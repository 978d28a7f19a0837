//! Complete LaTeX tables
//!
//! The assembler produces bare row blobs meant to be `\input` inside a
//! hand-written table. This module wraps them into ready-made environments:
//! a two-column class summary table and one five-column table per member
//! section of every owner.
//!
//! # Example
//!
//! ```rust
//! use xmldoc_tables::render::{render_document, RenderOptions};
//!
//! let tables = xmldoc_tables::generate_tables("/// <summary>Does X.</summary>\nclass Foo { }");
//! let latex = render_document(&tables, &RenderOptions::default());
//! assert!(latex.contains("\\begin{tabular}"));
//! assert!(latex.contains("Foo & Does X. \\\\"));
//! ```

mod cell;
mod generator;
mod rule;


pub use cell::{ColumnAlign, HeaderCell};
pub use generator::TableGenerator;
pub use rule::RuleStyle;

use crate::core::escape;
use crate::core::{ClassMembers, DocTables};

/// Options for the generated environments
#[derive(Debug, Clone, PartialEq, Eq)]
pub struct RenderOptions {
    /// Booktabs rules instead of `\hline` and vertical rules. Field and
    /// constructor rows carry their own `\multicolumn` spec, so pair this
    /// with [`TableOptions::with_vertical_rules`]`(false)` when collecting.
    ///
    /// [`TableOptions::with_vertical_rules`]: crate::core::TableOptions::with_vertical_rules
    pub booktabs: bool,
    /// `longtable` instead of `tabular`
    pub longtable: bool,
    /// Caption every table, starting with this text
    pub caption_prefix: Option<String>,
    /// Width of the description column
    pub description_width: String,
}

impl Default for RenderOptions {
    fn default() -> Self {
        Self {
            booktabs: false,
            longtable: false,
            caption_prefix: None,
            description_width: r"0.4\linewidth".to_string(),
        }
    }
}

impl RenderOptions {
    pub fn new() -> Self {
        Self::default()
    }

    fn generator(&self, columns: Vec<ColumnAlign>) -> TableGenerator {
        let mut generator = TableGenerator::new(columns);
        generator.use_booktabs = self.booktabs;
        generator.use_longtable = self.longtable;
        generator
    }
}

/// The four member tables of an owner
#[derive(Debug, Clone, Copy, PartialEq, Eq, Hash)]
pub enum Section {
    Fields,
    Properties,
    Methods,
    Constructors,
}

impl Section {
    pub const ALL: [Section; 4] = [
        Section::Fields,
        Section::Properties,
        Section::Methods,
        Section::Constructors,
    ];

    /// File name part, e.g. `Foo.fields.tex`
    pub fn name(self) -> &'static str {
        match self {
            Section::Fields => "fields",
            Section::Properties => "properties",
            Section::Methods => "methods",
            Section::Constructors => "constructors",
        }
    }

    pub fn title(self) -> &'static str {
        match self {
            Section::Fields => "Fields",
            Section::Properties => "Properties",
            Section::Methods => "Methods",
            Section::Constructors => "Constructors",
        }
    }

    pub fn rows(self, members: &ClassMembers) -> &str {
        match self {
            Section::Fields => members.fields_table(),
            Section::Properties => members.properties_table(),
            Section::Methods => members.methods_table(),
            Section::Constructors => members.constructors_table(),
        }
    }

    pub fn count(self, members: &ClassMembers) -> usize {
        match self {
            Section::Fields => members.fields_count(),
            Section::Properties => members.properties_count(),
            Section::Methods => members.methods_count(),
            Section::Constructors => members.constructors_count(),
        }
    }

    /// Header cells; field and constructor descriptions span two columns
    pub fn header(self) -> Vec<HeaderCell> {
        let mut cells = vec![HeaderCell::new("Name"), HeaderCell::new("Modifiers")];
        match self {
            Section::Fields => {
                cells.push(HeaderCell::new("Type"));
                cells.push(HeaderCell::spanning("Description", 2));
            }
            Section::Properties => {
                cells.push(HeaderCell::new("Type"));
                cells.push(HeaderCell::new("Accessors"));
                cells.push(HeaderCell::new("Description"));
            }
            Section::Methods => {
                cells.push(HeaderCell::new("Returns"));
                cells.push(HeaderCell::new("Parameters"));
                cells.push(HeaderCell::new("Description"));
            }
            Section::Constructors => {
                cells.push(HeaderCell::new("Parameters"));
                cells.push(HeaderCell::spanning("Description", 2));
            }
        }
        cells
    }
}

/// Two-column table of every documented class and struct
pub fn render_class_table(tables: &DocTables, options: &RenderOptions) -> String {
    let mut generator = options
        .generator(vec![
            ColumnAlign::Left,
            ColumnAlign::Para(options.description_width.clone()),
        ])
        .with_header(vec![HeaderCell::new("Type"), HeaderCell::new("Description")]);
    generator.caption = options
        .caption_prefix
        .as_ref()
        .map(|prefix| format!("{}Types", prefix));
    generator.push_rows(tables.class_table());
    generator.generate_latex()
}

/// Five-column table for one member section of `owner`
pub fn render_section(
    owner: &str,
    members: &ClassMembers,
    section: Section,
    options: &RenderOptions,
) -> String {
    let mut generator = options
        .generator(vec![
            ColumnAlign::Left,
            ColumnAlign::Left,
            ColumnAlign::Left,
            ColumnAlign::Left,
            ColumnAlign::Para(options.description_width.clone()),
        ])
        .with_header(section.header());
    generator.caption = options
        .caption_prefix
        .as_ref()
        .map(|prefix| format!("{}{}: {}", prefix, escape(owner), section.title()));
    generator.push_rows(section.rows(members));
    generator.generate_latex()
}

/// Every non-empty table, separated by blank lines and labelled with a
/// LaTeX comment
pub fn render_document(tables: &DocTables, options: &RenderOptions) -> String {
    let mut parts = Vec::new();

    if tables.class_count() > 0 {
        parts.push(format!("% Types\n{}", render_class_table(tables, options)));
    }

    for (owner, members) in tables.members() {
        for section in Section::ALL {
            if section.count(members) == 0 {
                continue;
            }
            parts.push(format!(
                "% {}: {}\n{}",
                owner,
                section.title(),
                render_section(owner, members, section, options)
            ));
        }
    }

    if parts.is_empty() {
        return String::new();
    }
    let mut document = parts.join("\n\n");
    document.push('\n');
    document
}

> _Required work_
Each record must be reproduced exactly. Keep every one.

> _Task answer_
repository 978d28a7f19a0837
//! Complete LaTeX tables
//!
//! The assembler produces bare row blobs meant to be `\input` inside a
//! hand-written table. This module wraps them into ready-made environments:
//! a two-column class summary table and one five-column table per member
//! section of every owner.
//!
//! # Example
//!
//! ```rust
//! use xmldoc_tables::render::{render_document, RenderOptions};
//!
//! let tables = xmldoc_tables::generate_tables("/// <summary>Does X.</summary>\nclass Foo { }");
//! let latex = render_document(&tables, &RenderOptions::default());
//! assert!(latex.contains("\\begin{tabular}"));
//! assert!(latex.contains("Foo & Does X. \\\\"));
//! ```

mod cell;
mod generator;
mod rule;


pub use cell::{ColumnAlign, HeaderCell};
pub use generator::TableGenerator;
pub use rule::RuleStyle;

use crate::core::escape;
use crate::core::{ClassMembers, DocTables};

/// Options for the generated environments
#[derive(Debug, Clone, PartialEq, Eq)]
pub struct RenderOptions {
    /// Booktabs rules instead of `\hline` and vertical rules. Field and
    /// constructor rows carry their own `\multicolumn` spec, so pair this
    /// with [`TableOptions::with_vertical_rules`]`(false)` when collecting.
    ///
    /// [`TableOptions::with_vertical_rules`]: crate::core::TableOptions::with_vertical_rules
    pub booktabs: bool,
    /// `longtable` instead of `tabular`
    pub longtable: bool,
    /// Caption every table, starting with this text
    pub caption_prefix: Option<String>,
    /// Width of the description column
    pub description_width: String,
}

impl Default for RenderOptions {
    fn default() -> Self {
        Self {
            booktabs: false,
            longtable: false,
            caption_prefix: None,
            description_width: r"0.4\linewidth".to_string(),
        }
    }
}

impl RenderOptions {
    pub fn new() -> Self {
        Self::default()
    }

    fn generator(&self, columns: Vec<ColumnAlign>) -> TableGenerator {
        let mut generator = TableGenerator::new(columns);
        generator.use_booktabs = self.booktabs;
        generator.use_longtable = self.longtable;
        generator
    }
}

/// The four member tables of an owner
#[derive(Debug, Clone, Copy, PartialEq, Eq, Hash)]
pub enum Section {
    Fields,
    Properties,
    Methods,
    Constructors,
}

impl Section {
    pub const ALL: [Section; 4] = [
        Section::Fields,
        Section::Properties,
        Section::Methods,
        Section::Constructors,
    ];

    /// File name part, e.g. `Foo.fields.tex`
    pub fn name(self) -> &'static str {
        match self {
            Section::Fields => "fields",
            Section::Properties => "properties",
            Section::Methods => "methods",
            Section::Constructors => "constructors",
        }
    }

    pub fn title(self) -> &'static str {
        match self {
            Section::Fields => "Fields",
            Section::Properties => "Properties",
            Section::Methods => "Methods",
            Section::Constructors => "Constructors",
        }
    }

    pub fn rows(self, members: &ClassMembers) -> &str {
        match self {
            Section::Fields => members.fields_table(),
            Section::Properties => members.properties_table(),
            Section::Methods => members.methods_table(),
            Section::Constructors => members.constructors_table(),
        }
    }

    pub fn count(self, members: &ClassMembers) -> usize {
        match self {
            Section::Fields => members.fields_count(),
            Section::Properties => members.properties_count(),
            Section::Methods => members.methods_count(),
            Section::Constructors => members.constructors_count(),
        }
    }

    /// Header cells; field and constructor descriptions span two columns
    pub fn header(self) -> Vec<HeaderCell> {
        let mut cells = vec![HeaderCell::new("Name"), HeaderCell::new("Modifiers")];
        match self {
            Section::Fields => {
                cells.push(HeaderCell::new("Type"));
                cells.push(HeaderCell::spanning("Description", 2));
            }
            Section::Properties => {
                cells.push(HeaderCell::new("Type"));
                cells.push(HeaderCell::new("Accessors"));
                cells.push(HeaderCell::new("Description"));
            }
            Section::Methods => {
                cells.push(HeaderCell::new("Returns"));
                cells.push(HeaderCell::new("Parameters"));
                cells.push(HeaderCell::new("Description"));
            }
            Section::Constructors => {
                cells.push(HeaderCell::new("Parameters"));
                cells.push(HeaderCell::spanning("Description", 2));
            }
        }
        cells
    }
}

/// Two-column table of every documented class and struct
pub fn render_class_table(tables: &DocTables, options: &RenderOptions) -> String {
    let mut generator = options
        .generator(vec![
            ColumnAlign::Left,
            ColumnAlign::Para(options.description_width.clone()),
        ])
        .with_header(vec![HeaderCell::new("Type"), HeaderCell::new("Description")]);
    generator.caption = options
        .caption_prefix
        .as_ref()
        .map(|prefix| format!("{}Types", prefix));
    generator.push_rows(tables.class_table());
    generator.generate_latex()
}

/// Five-column table for one member section of `owner`
pub fn render_section(
    owner: &str,
    members: &ClassMembers,
    section: Section,
    options: &RenderOptions,
) -> String {
    let mut generator = options
        .generator(vec![
            ColumnAlign::Left,
            ColumnAlign::Left,
            ColumnAlign::Left,
            ColumnAlign::Left,
            ColumnAlign::Para(options.description_width.clone()),
        ])
        .with_header(section.header());
    generator.caption = options
        .caption_prefix
        .as_ref()
        .map(|prefix| format!("{}{}: {}", prefix, escape(owner), section.title()));
    generator.push_rows(section.rows(members));
    generator.generate_latex()
}

/// Every non-empty table, separated by blank lines and labelled with a
/// LaTeX comment
pub fn render_document(tables: &DocTables, options: &RenderOptions) -> String {
    let mut parts = Vec::new();

    if tables.class_count() > 0 {
        parts.push(format!("% Types\n{}", render_class_table(tables, options)));
    }

    for (owner, members) in tables.members() {
        for section in Section::ALL {
            if section.count(members) == 0 {
                continue;
            }
            parts.push(format!(
                "% {}: {}\n{}",
                owner,
                section.title(),
                render_section(owner, members, section, options)
            ));
        }
    }

    if parts.is_empty() {
        return String::new();
    }
    let mut document = parts.join("\n\n");
    document.push('\n');
    document
}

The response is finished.